Source data
※
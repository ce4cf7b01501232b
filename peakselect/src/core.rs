use crate::{
    cli::Args,
    consts::{BED_EXTENSION, FASTA_EXTENSION},
    error::{Error, Result},
    export::{FastaSummary, Interval, entity_label, output_stem, write_bed, write_fasta},
    filter::select_peaks,
    genome::{SequenceSource, get_sequences},
    record::read_peaks,
    replicates::count_peaks,
};

use log::info;

use std::{
    fs::{File, create_dir_all},
    io::BufWriter,
    path::{Path, PathBuf},
};

/// Paths of the files written by one run.
#[derive(Debug, Clone, PartialEq, Eq)]
pub struct Outputs {
    pub bed: PathBuf,
    pub fasta: PathBuf,
}

/// Main processing function: count, filter, then export BED and FASTA.
///
/// Nothing is written until every peak has been counted and the reference
/// has been loaded.
pub fn peakselect(args: Args) -> Result<Outputs> {
    let threshold = args.threshold()?;
    let Args {
        gff,
        group,
        sequence,
        outdir,
        label,
        ..
    } = args;

    let peaks = count_peaks(read_peaks(&gff)?)?;
    let selected = select_peaks(peaks, group, threshold);
    let intervals: Vec<Interval> = selected
        .iter()
        .map(|p| Interval::from(&p.peak))
        .collect();

    let genome = get_sequences(&sequence)?;

    let label = label.unwrap_or_else(|| entity_label(&gff));
    let stem = output_stem(&label, group, threshold);
    let outputs = write_outputs(&intervals, &genome, &outdir, &stem)?;

    info!(
        "Wrote {} and {}",
        outputs.bed.display(),
        outputs.fasta.display()
    );

    Ok(outputs)
}

/// Writes `<stem>.bed` and `<stem>.fasta` into `outdir`.
pub fn write_outputs<S: SequenceSource + ?Sized>(
    intervals: &[Interval],
    source: &S,
    outdir: &Path,
    stem: &str,
) -> Result<Outputs> {
    create_dir_all(outdir).map_err(|e| Error::io(outdir, e))?;

    let outputs = Outputs {
        bed: outdir.join(format!("{}.{}", stem, BED_EXTENSION)),
        fasta: outdir.join(format!("{}.{}", stem, FASTA_EXTENSION)),
    };

    let bed = File::create(&outputs.bed).map_err(|e| Error::io(&outputs.bed, e))?;
    write_bed(intervals, BufWriter::new(bed)).map_err(|e| Error::io(&outputs.bed, e))?;
    info!("Wrote {} peaks to {}", intervals.len(), outputs.bed.display());

    let fasta = File::create(&outputs.fasta).map_err(|e| Error::io(&outputs.fasta, e))?;
    let FastaSummary { written, skipped } = write_fasta(intervals, source, BufWriter::new(fasta))
        .map_err(|e| Error::io(&outputs.fasta, e))?;
    info!(
        "Wrote {} sequences to {} ({} skipped)",
        written,
        outputs.fasta.display(),
        skipped
    );

    Ok(outputs)
}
※
Restate every entry exactly. Leave nothing out.

repository ce4cf7b01501232b
filename peakselect/src/core.rs
use crate::{
    cli::Args,
    consts::{BED_EXTENSION, FASTA_EXTENSION},
    error::{Error, Result},
    export::{FastaSummary, Interval, entity_label, output_stem, write_bed, write_fasta},
    filter::select_peaks,
    genome::{SequenceSource, get_sequences},
    record::read_peaks,
    replicates::count_peaks,
};

use log::info;

use std::{
    fs::{File, create_dir_all},
    io::BufWriter,
    path::{Path, PathBuf},
};

/// Paths of the files written by one run.
#[derive(Debug, Clone, PartialEq, Eq)]
pub struct Outputs {
    pub bed: PathBuf,
    pub fasta: PathBuf,
}

/// Main processing function: count, filter, then export BED and FASTA.
///
/// Nothing is written until every peak has been counted and the reference
/// has been loaded.
pub fn peakselect(args: Args) -> Result<Outputs> {
    let threshold = args.threshold()?;
    let Args {
        gff,
        group,
        sequence,
        outdir,
        label,
        ..
    } = args;

    let peaks = count_peaks(read_peaks(&gff)?)?;
    let selected = select_peaks(peaks, group, threshold);
    let intervals: Vec<Interval> = selected
        .iter()
        .map(|p| Interval::from(&p.peak))
        .collect();

    let genome = get_sequences(&sequence)?;

    let label = label.unwrap_or_else(|| entity_label(&gff));
    let stem = output_stem(&label, group, threshold);
    let outputs = write_outputs(&intervals, &genome, &outdir, &stem)?;

    info!(
        "Wrote {} and {}",
        outputs.bed.display(),
        outputs.fasta.display()
    );

    Ok(outputs)
}

/// Writes `<stem>.bed` and `<stem>.fasta` into `outdir`.
pub fn write_outputs<S: SequenceSource + ?Sized>(
    intervals: &[Interval],
    source: &S,
    outdir: &Path,
    stem: &str,
) -> Result<Outputs> {
    create_dir_all(outdir).map_err(|e| Error::io(outdir, e))?;

    let outputs = Outputs {
        bed: outdir.join(format!("{}.{}", stem, BED_EXTENSION)),
        fasta: outdir.join(format!("{}.{}", stem, FASTA_EXTENSION)),
    };

    let bed = File::create(&outputs.bed).map_err(|e| Error::io(&outputs.bed, e))?;
    write_bed(intervals, BufWriter::new(bed)).map_err(|e| Error::io(&outputs.bed, e))?;
    info!("Wrote {} peaks to {}", intervals.len(), outputs.bed.display());

    let fasta = File::create(&outputs.fasta).map_err(|e| Error::io(&outputs.fasta, e))?;
    let FastaSummary { written, skipped } = write_fasta(intervals, source, BufWriter::new(fasta))
        .map_err(|e| Error::io(&outputs.fasta, e))?;
    info!(
        "Wrote {} sequences to {} ({} skipped)",
        written,
        outputs.fasta.display(),
        skipped
    );

    Ok(outputs)
}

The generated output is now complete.